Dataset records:
+===+

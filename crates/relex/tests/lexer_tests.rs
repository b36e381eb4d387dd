//! Behavioral tests for the stateless tokenizer: fallback splitting,
//! priority ordering, error recovery and cursor bookkeeping.

use relex::{compile, error, fallback, keywords, Lexer, Pattern, RuleDef, RuleMap};

fn dot_lexer() -> Lexer {
    compile(
        RuleMap::new()
            .rule("op", Pattern::regex(r"[._]"))
            .rule("text", fallback()),
    )
    .unwrap()
}

#[test]
fn fallback_splits_the_gaps() {
    let mut lexer = dot_lexer();
    let tokens = lexer.tokenize(".this_that.").unwrap();
    let got: Vec<(&str, &str)> = tokens
        .iter()
        .map(|t| (t.kind.as_str(), t.value.as_str()))
        .collect();
    assert_eq!(
        got,
        [
            ("op", "."),
            ("text", "this"),
            ("op", "_"),
            ("text", "that"),
            ("op", "."),
        ]
    );
}

#[test]
fn fallback_spans_newlines_with_correct_offsets() {
    let mut lexer = dot_lexer();
    let tokens = lexer.tokenize(".this_th\nat.").unwrap();
    let values: Vec<&str> = tokens.iter().map(|t| t.text.as_str()).collect();
    assert_eq!(values, [".", "this", "_", "th\nat", "."]);
    let offsets: Vec<usize> = tokens.iter().map(|t| t.offset).collect();
    assert_eq!(offsets, [0, 1, 5, 6, 11]);

    // The token after the embedded newline starts on line 2, column 3.
    assert_eq!(tokens[3].line_breaks, 1);
    assert_eq!(tokens[4].line, 2);
    assert_eq!(tokens[4].column, 3);
}

#[test]
fn fallback_tokens_are_never_empty() {
    let mut lexer = dot_lexer();
    for token in lexer.tokenize("..__..").unwrap() {
        assert!(!token.text.is_empty());
    }
}

#[test]
fn longer_literals_win_within_a_rule() {
    let mut lexer = compile(
        RuleMap::new()
            .rule("op", ["=", "==", "===", "+", "+="])
            .rule("ws", Pattern::regex(" +")),
    )
    .unwrap();
    let values: Vec<_> = lexer
        .tokenize("=== +=")
        .unwrap()
        .into_iter()
        .filter(|t| t.kind != "ws")
        .map(|t| t.value)
        .collect();
    assert_eq!(values, ["===", "+="]);
}

#[test]
fn earlier_rules_win_across_rules() {
    // Both rules match "let"; declaration order decides.
    let mut lexer = compile(
        RuleMap::new()
            .rule("keyword", "let")
            .rule("word", Pattern::regex("[a-z]+")),
    )
    .unwrap();
    let tokens = lexer.tokenize("let").unwrap();
    assert_eq!(tokens[0].kind, "keyword");
}

#[test]
fn unmatched_input_raises_and_then_yields_the_sentinel() {
    let mut lexer = compile(RuleMap::new().rule("digits", Pattern::regex("[0-9]+"))).unwrap();
    lexer.reset("invalid");
    let err = lexer.next_token().unwrap_err();
    assert!(err.message.starts_with("invalid syntax at line 1 col 1:"));
    assert_eq!(err.line, 1);
    assert_eq!(err.column, 1);
    // The failure consumed the rest of the buffer.
    assert_eq!(lexer.next_token().unwrap(), None);
}

#[test]
fn declared_error_rule_recovers_instead_of_raising() {
    let mut lexer = compile(
        RuleMap::new()
            .rule("digits", Pattern::regex("[0-9]+"))
            .rule("error", error()),
    )
    .unwrap();
    let tokens = lexer.tokenize("123foo").unwrap();
    assert_eq!(tokens.len(), 2);
    assert_eq!(tokens[0].kind, "digits");
    assert_eq!(tokens[0].value, "123");
    assert_eq!(tokens[1].kind, "error");
    assert_eq!(tokens[1].value, "foo");
    assert_eq!(tokens[1].offset, 3);
}

#[test]
fn keywords_reclassify_exact_matches() {
    let mut lexer = compile(RuleMap::new().rule(
        "identifier",
        RuleDef::matching(Pattern::regex("[a-zA-Z]+")).kind(keywords([("kw", ["class"])])),
    ))
    .unwrap();
    assert_eq!(lexer.tokenize("class").unwrap()[0].kind, "kw");
    assert_eq!(lexer.tokenize("className").unwrap()[0].kind, "identifier");
}

#[test]
fn value_transform_rewrites_the_value_only() {
    let mut lexer = compile(RuleMap::new().rule(
        "string",
        RuleDef::matching(Pattern::regex("\"[^\"\n]*\"")).value(|text| {
            text.trim_matches('"').into()
        }),
    ))
    .unwrap();
    let tokens = lexer.tokenize("\"hi\"").unwrap();
    assert_eq!(tokens[0].value, "hi");
    assert_eq!(tokens[0].text, "\"hi\"");
    assert_eq!(tokens[0].to_string(), "hi");
}

#[test]
fn tokens_cover_the_whole_input() {
    let mut lexer = dot_lexer();
    let input = "a.b_c\n_d.";
    let tokens = lexer.tokenize(input).unwrap();
    let mut offset = 0;
    for token in &tokens {
        assert_eq!(token.offset, offset);
        assert_eq!(&input[offset..offset + token.text.len()], token.text.as_str());
        offset += token.text.len();
    }
    assert_eq!(offset, input.len());
}

#[test]
fn iteration_yields_until_the_sentinel() {
    let mut lexer = dot_lexer();
    lexer.reset("a.b");
    let kinds: Vec<_> = (&mut lexer)
        .map(|token| token.unwrap().kind)
        .collect();
    assert_eq!(kinds, ["text", "op", "text"]);
    assert_eq!(lexer.next_token().unwrap(), None);
}

#[test]
fn reset_rewinds_everything() {
    let mut lexer = dot_lexer();
    lexer.reset("one.two");
    let _ = lexer.next_token().unwrap();
    let _ = lexer.next_token().unwrap();
    lexer.reset("three");
    assert_eq!(lexer.index(), 0);
    assert_eq!(lexer.line(), 1);
    assert_eq!(lexer.column(), 1);
    let token = lexer.next_token().unwrap().unwrap();
    assert_eq!(token.value, "three");
    assert_eq!(token.offset, 0);
}

#[test]
fn save_and_reset_with_resume_identically() {
    let input = ".this_th\nat.more_text.";
    let mut original = dot_lexer();
    original.reset(input);
    // Stop mid-stream, with a token queued by the fallback protocol.
    for _ in 0..3 {
        original.next_token().unwrap();
    }
    let snapshot = original.save();
    let remaining = input[original.index()..].to_string();

    let mut resumed = original.fresh();
    resumed.reset_with(remaining, &snapshot);

    loop {
        let expected = original.next_token().unwrap();
        let got = resumed.next_token().unwrap();
        match (expected, got) {
            (None, None) => break,
            (Some(expected), Some(got)) => {
                assert_eq!(expected.kind, got.kind);
                assert_eq!(expected.value, got.value);
                assert_eq!(expected.line, got.line);
                assert_eq!(expected.column, got.column);
            }
            (expected, got) => panic!("streams diverged: {expected:?} vs {got:?}"),
        }
    }
}

#[test]
fn fresh_lexers_do_not_disturb_their_parent() {
    let mut parent = dot_lexer();
    parent.reset("a.b");
    parent.next_token().unwrap();
    let parent_index = parent.index();
    let parent_line = parent.line();
    let parent_column = parent.column();

    let mut child = parent.fresh();
    let tokens = child.tokenize("x_y_z").unwrap();
    assert_eq!(tokens.len(), 5);

    assert_eq!(parent.index(), parent_index);
    assert_eq!(parent.line(), parent_line);
    assert_eq!(parent.column(), parent_column);
    let token = parent.next_token().unwrap().unwrap();
    assert_eq!(token.value, ".");
}

#[test]
fn line_and_column_track_multiline_tokens() {
    let mut lexer = compile(
        RuleMap::new()
            .rule("word", Pattern::regex("[a-z]+"))
            .rule(
                "ws",
                RuleDef::matching(Pattern::regex(r"\s+")).line_breaks(true),
            ),
    )
    .unwrap();
    let tokens = lexer.tokenize("one\ntwo three").unwrap();
    assert_eq!(tokens[0].line, 1);
    assert_eq!(tokens[0].column, 1);
    // "two" starts at line 2, column 1.
    assert_eq!(tokens[2].line, 2);
    assert_eq!(tokens[2].column, 1);
    // "three" follows a plain space.
    assert_eq!(tokens[4].line, 2);
    assert_eq!(tokens[4].column, 5);
}

#[test]
fn list_form_rules_compile_too() {
    let mut lexer = compile(vec![
        RuleDef::named("ws").pattern(Pattern::regex(" +")),
        RuleDef::named("word").pattern(Pattern::regex("[a-z]+")),
    ])
    .unwrap();
    let kinds: Vec<_> = lexer
        .tokenize("a b")
        .unwrap()
        .into_iter()
        .map(|t| t.kind)
        .collect();
    assert_eq!(kinds, ["word", "ws", "word"]);
}

#[test]
fn include_needs_a_stateful_lexer() {
    let result = compile(vec![RuleDef::include_state("other")]);
    assert!(matches!(
        result,
        Err(relex::CompileError::StatelessInclude)
    ));
}

#[test]
fn throwing_rule_past_a_gap_emits_the_gap_then_fails() {
    let mut lexer = compile(
        RuleMap::new()
            .rule(
                "stop",
                RuleDef::matching(Pattern::regex("!")).should_throw(),
            )
            .rule("text", fallback()),
    )
    .unwrap();
    lexer.reset("abc!def");
    let gap = lexer.next_token().unwrap().unwrap();
    assert_eq!(gap.kind, "text");
    assert_eq!(gap.value, "abc");
    let err = lexer.next_token().unwrap_err();
    assert!(err.message.starts_with("invalid syntax at line 1 col 4:"));
    assert_eq!(lexer.next_token().unwrap(), None);
}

+===+

Task instructions: When the word "syntax" shows up in a line of the entries, pull that line out.

Output for this exercise:
    assert!(err.message.starts_with("invalid syntax at line 1 col 1:"));
    assert!(err.message.starts_with("invalid syntax at line 1 col 4:"));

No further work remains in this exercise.